According to relativists, a human mind acquires knowledge of the outer world “accepting sensory information coming from objects” and adjusts it with the previous experience and existing knowledge (Sadr and Inati 117). Thus, there is always a doubt about the variety of knowledge that is at our disposal (Sadr and Inati 117) as it is perceived and mirrored by a human mind that is shaped by our beliefs, social factors, education, religion, culture, morality, ethics and so on. And this means that the knowledge is relative: “The eyes see only what the mind is prepared to comprehend” (Joad 42).

Cultural and religious background affect significantly the way a person “understands” the world, shapes his/her preferences, choices, and opinions. Roughly speaking, all people live in different worlds. Let us dwell upon this suggestion on some definite example. It is well-known that any society has its own beliefs, customs, and traditions.

Thus, for a person who preaches Hinduism where cows are regarded as sacred animals then he/she is unlikely to eat beef in any case and worship this animal as sacred. To a Westerner, an image of a cow evokes no religious connotations and he/she simply perceives it as an animal. Another example connected with the religious environment that influences people’s perception of the same world may be the differences in the viewpoint of Christian and Aboriginal adherents.

Thus, for Christians rain means the water that is falling from the clouds, while for Aboriginal people it is not merely water from the sky, it is a sign of God’s blessing for their people, which is a major difference in world perception between followers of these religions.

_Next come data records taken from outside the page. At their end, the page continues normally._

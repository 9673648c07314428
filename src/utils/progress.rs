//! Terminal progress display for the update workflow.
//!
//! [`TerminalProgress`] renders workflow [`StatusUpdate`]s as a single
//! `indicatif` bar running from 0 to 100. The bar is hidden when progress is
//! disabled, either explicitly or through the environment.
//!
//! # Environment Variables
//!
//! - `UPDATER_NO_PROGRESS`: Set to any value to hide the progress bar
//!
//! # Examples
//!
//! ```rust,no_run
//! use randpicker_updater::upgrade::{Origin, UpdateOrchestrator, UpdateSession, UpdaterConfig};
//! use randpicker_updater::utils::progress::TerminalProgress;
//! use std::sync::Arc;
//!
//! # async fn example() -> anyhow::Result<()> {
//! let progress = Arc::new(TerminalProgress::new(false));
//! let orchestrator = UpdateOrchestrator::new(UpdaterConfig::default(), ".")?
//!     .with_sink(progress.clone());
//!
//! let mut session = UpdateSession::new(Origin::Official, true);
//! let outcome = orchestrator.run(&mut session).await;
//! progress.finish(&outcome);
//! # Ok(())
//! # }
//! ```

use indicatif::{ProgressBar, ProgressStyle};

use crate::constants::{COMPLETE_PERCENT, NO_PROGRESS_ENV};
use crate::upgrade::Outcome;
use crate::upgrade::progress::{ProgressSink, StatusUpdate};

/// Checks if progress bars are disabled through `UPDATER_NO_PROGRESS`.
pub fn is_progress_disabled() -> bool {
    std::env::var(NO_PROGRESS_ENV).is_ok()
}

/// Progress bar sink for interactive runs.
pub struct TerminalProgress {
    bar: ProgressBar,
}

impl TerminalProgress {
    /// Create the bar. It stays hidden when `disabled` is set or when
    /// `UPDATER_NO_PROGRESS` is present.
    pub fn new(disabled: bool) -> Self {
        let bar = if disabled || is_progress_disabled() {
            ProgressBar::hidden()
        } else {
            let bar = ProgressBar::new(u64::from(COMPLETE_PERCENT));
            bar.set_style(bar_style());
            bar
        };
        Self {
            bar,
        }
    }

    /// Whether anything is drawn.
    pub fn is_hidden(&self) -> bool {
        self.bar.is_hidden()
    }

    /// Current position, 0 to 100.
    pub fn position(&self) -> u64 {
        self.bar.position()
    }

    /// Leave the bar with a final line describing `outcome`.
    pub fn finish(&self, outcome: &Outcome) {
        match outcome {
            Outcome::Finished {
                version,
            } => self.bar.finish_with_message(format!("Updated to {version}")),
            Outcome::UpToDate {
                message,
            } => self.bar.finish_with_message(message.clone()),
            Outcome::Cancelled => self.bar.abandon_with_message("Update cancelled"),
            Outcome::Failed(_) => self.bar.abandon_with_message("Update failed"),
        }
    }
}

impl ProgressSink for TerminalProgress {
    fn emit(&self, update: StatusUpdate) {
        self.bar.set_prefix(update.stage.label().to_string());
        self.bar.set_message(update.message);
        self.bar.set_position(u64::from(update.percent));
    }
}

fn bar_style() -> ProgressStyle {
    ProgressStyle::default_bar()
        .template("{prefix:.bold.cyan} [{bar:40.cyan/blue}] {pos:>3}% {msg}")
        .unwrap_or_else(|_| ProgressStyle::default_bar())
        .progress_chars("━╸━")
}
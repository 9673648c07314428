//! Test utilities for the updater
//!
//! This module provides shared fixtures for unit and integration tests:
//! - A local HTTP server serving manifests and archives ([`TestServer`])
//! - Release archive and manifest builders
//! - A populated fake installation directory ([`InstallRootFixture`])
//!
//! It is compiled for the crate's own tests and, through the `test-utils`
//! feature, for the integration test targets.
//!
//! # Example
//!
//! ```rust,ignore
//! use randpicker_updater::test_utils::{Route, TestServer, release_archive};
//!
//! let archive = release_archive("RandPicker", &[("RandPicker.exe", b"v2")]);
//! let server = TestServer::start(vec![("/v2.zip", Route::ok(archive))]);
//! println!("archive at {}", server.url("/v2.zip"));
//! ```

pub mod fixtures;
pub mod server;

pub use fixtures::{
    InstallRootFixture, github_manifest, mirror_manifest, release_archive, release_server,
    sha256_hex, updater_config, zip_bytes,
};
pub use server::{Route, TestServer};

use std::sync::Once;
use tracing::Level;
use tracing_subscriber::EnvFilter;

/// Global flag to ensure logging is only initialized once in tests
static INIT_LOGGING: Once = Once::new();

/// Initialize logging for tests.
///
/// Only the first call has an effect. Uses `level` when given, otherwise
/// `RUST_LOG` when set, otherwise stays silent.
///
/// ```bash
/// RUST_LOG=randpicker_updater=debug cargo test
/// ```
pub fn init_test_logging(level: Option<Level>) {
    INIT_LOGGING.call_once(|| {
        let filter = if let Some(level) = level {
            EnvFilter::new(level.to_string())
        } else if std::env::var("RUST_LOG").is_ok() {
            EnvFilter::from_default_env()
        } else {
            return;
        };

        let _ = tracing_subscriber::fmt()
            .with_env_filter(filter)
            .with_test_writer()
            .with_target(true)
            .with_thread_ids(false)
            .try_init();
    });
}
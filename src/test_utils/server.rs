//! Minimal HTTP/1.1 server for tests.
//!
//! Serves canned responses from a background thread, one thread per
//! connection, and records every requested path. Routes can be mounted after
//! start (for responses that embed the server's own URL) and match by path
//! prefix, longest prefix first, so a mirror route like `/m1/` also catches
//! `/m1/http://127.0.0.1:1234/v2.zip`. Unmatched paths get a 404.

use std::io::{ErrorKind, Read, Write};
use std::net::{SocketAddr, TcpListener, TcpStream};
use std::sync::atomic::{AtomicBool, Ordering};
use std::sync::{Arc, Mutex};
use std::thread::JoinHandle;
use std::time::Duration;

/// A canned response.
#[derive(Debug, Clone)]
pub struct Route {
    status: u16,
    body: Vec<u8>,
    content_type: &'static str,
    delay: Option<Duration>,
    send_length: bool,
    stall: Option<(usize, Duration)>,
}

impl Route {
    /// `200 OK` with a binary body.
    pub fn ok(body: impl Into<Vec<u8>>) -> Self {
        Self {
            status: 200,
            body: body.into(),
            content_type: "application/octet-stream",
            delay: None,
            send_length: true,
            stall: None,
        }
    }

    /// `200 OK` with a JSON body.
    pub fn json(body: impl Into<String>) -> Self {
        Self {
            content_type: "application/json",
            ..Self::ok(body.into().into_bytes())
        }
    }

    /// An empty response with `status`.
    pub fn status(status: u16) -> Self {
        Self {
            status,
            ..Self::ok(Vec::new())
        }
    }

    /// Wait before sending anything.
    #[must_use]
    pub const fn with_delay(mut self, delay: Duration) -> Self {
        self.delay = Some(delay);
        self
    }

    /// Omit `Content-Length`; the body ends when the connection closes.
    #[must_use]
    pub const fn without_content_length(mut self) -> Self {
        self.send_length = false;
        self
    }

    /// Send the headers and the first `bytes` of the body, then go silent for `pause`.
    #[must_use]
    pub const fn stalling_after(mut self, bytes: usize, pause: Duration) -> Self {
        self.stall = Some((bytes, pause));
        self
    }
}

type Routes = Arc<Mutex<Vec<(String, Route)>>>;

/// Background HTTP server bound to an ephemeral localhost port.
pub struct TestServer {
    addr: SocketAddr,
    routes: Routes,
    hits: Arc<Mutex<Vec<String>>>,
    shutdown: Arc<AtomicBool>,
    handle: Option<JoinHandle<()>>,
}

impl TestServer {
    /// Start a server without routes; every request gets a 404 until routes are mounted.
    pub fn new() -> Self {
        Self::start::<String>(Vec::new())
    }

    /// Start serving `initial`.
    pub fn start<P: Into<String>>(initial: Vec<(P, Route)>) -> Self {
        let listener = TcpListener::bind("127.0.0.1:0").expect("bind test server");
        listener.set_nonblocking(true).expect("nonblocking listener");
        let addr = listener.local_addr().expect("local addr");

        let routes: Routes = Arc::new(Mutex::new(Vec::new()));
        let hits = Arc::new(Mutex::new(Vec::new()));
        let shutdown = Arc::new(AtomicBool::new(false));

        let handle = {
            let routes = Arc::clone(&routes);
            let hits = Arc::clone(&hits);
            let shutdown = Arc::clone(&shutdown);
            std::thread::spawn(move || {
                while !shutdown.load(Ordering::SeqCst) {
                    match listener.accept() {
                        Ok((stream, _)) => {
                            let routes = Arc::clone(&routes);
                            let hits = Arc::clone(&hits);
                            std::thread::spawn(move || handle_connection(stream, &routes, &hits));
                        }
                        Err(e) if e.kind() == ErrorKind::WouldBlock => {
                            std::thread::sleep(Duration::from_millis(5));
                        }
                        Err(_) => break,
                    }
                }
            })
        };

        let server = Self {
            addr,
            routes,
            hits,
            shutdown,
            handle: Some(handle),
        };
        for (path, route) in initial {
            server.mount(path, route);
        }
        server
    }

    /// Serve `route` for requests whose path starts with `path`.
    pub fn mount(&self, path: impl Into<String>, route: Route) {
        if let Ok(mut routes) = self.routes.lock() {
            routes.push((path.into(), route));
            routes.sort_by_key(|(path, _)| std::cmp::Reverse(path.len()));
        }
    }

    /// Base URL, e.g. `http://127.0.0.1:41234`.
    pub fn base_url(&self) -> String {
        format!("http://{}", self.addr)
    }

    /// Absolute URL for `path`.
    pub fn url(&self, path: &str) -> String {
        format!("{}{}", self.base_url(), path)
    }

    /// Every requested path, in arrival order.
    pub fn hits(&self) -> Vec<String> {
        self.hits.lock().map(|hits| hits.clone()).unwrap_or_default()
    }

    /// Number of requests whose path starts with `prefix`.
    pub fn hit_count(&self, prefix: &str) -> usize {
        self.hits().iter().filter(|path| path.starts_with(prefix)).count()
    }
}

impl Default for TestServer {
    fn default() -> Self {
        Self::new()
    }
}

impl Drop for TestServer {
    fn drop(&mut self) {
        self.shutdown.store(true, Ordering::SeqCst);
        if let Some(handle) = self.handle.take() {
            let _ = handle.join();
        }
    }
}

fn handle_connection(mut stream: TcpStream, routes: &Routes, hits: &Mutex<Vec<String>>) {
    let _ = stream.set_nonblocking(false);
    let _ = stream.set_read_timeout(Some(Duration::from_secs(5)));

    let Some(path) = read_request_path(&mut stream) else {
        return;
    };
    if let Ok(mut hits) = hits.lock() {
        hits.push(path.clone());
    }

    let route = routes
        .lock()
        .ok()
        .and_then(|routes| {
            routes
                .iter()
                .find(|(prefix, _)| path.starts_with(prefix.as_str()))
                .map(|(_, route)| route.clone())
        })
        .unwrap_or_else(|| Route::status(404));

    if let Some(delay) = route.delay {
        std::thread::sleep(delay);
    }

    let mut head = format!(
        "HTTP/1.1 {} {}\r\nContent-Type: {}\r\nConnection: close\r\n",
        route.status,
        reason(route.status),
        route.content_type
    );
    if route.send_length {
        head.push_str(&format!("Content-Length: {}\r\n", route.body.len()));
    }
    head.push_str("\r\n");
    if stream.write_all(head.as_bytes()).is_err() {
        return;
    }

    match route.stall {
        Some((bytes, pause)) => {
            let sent = bytes.min(route.body.len());
            let _ = stream.write_all(&route.body[..sent]);
            let _ = stream.flush();
            std::thread::sleep(pause);
            let _ = stream.write_all(&route.body[sent..]);
        }
        None => {
            let _ = stream.write_all(&route.body);
        }
    }
    let _ = stream.flush();
    let _ = stream.shutdown(std::net::Shutdown::Write);
}

fn read_request_path(stream: &mut TcpStream) -> Option<String> {
    let mut buffer = Vec::new();
    let mut chunk = [0_u8; 1024];
    while !buffer.windows(4).any(|window| window == b"\r\n\r\n") {
        let read = stream.read(&mut chunk).ok()?;
        if read == 0 {
            break;
        }
        buffer.extend_from_slice(&chunk[..read]);
    }

    let request = String::from_utf8_lossy(&buffer);
    let request_line = request.lines().next()?;
    request_line.split_whitespace().nth(1).map(ToString::to_string)
}

const fn reason(status: u16) -> &'static str {
    match status {
        200 => "OK",
        404 => "Not Found",
        500 => "Internal Server Error",
        502 => "Bad Gateway",
        503 => "Service Unavailable",
        _ => "Unknown",
    }
}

However, taking into consideration the world of science that deals with exact numbers, statements of universal truth, reliable data, it is necessary to point out that all the results the scientists draw are fostered by the scientific mind’s need to look for the explanation of the world, the need to explore and find answers. To solve some problem or to support or disapprove of any theory, scientists resort to experiments and some specific methods. Moreover, they aim to provide objective findings based on tested data irrespective of any cultural, background, opinion, biased, experience, religion, and so on factors (Rorty 58).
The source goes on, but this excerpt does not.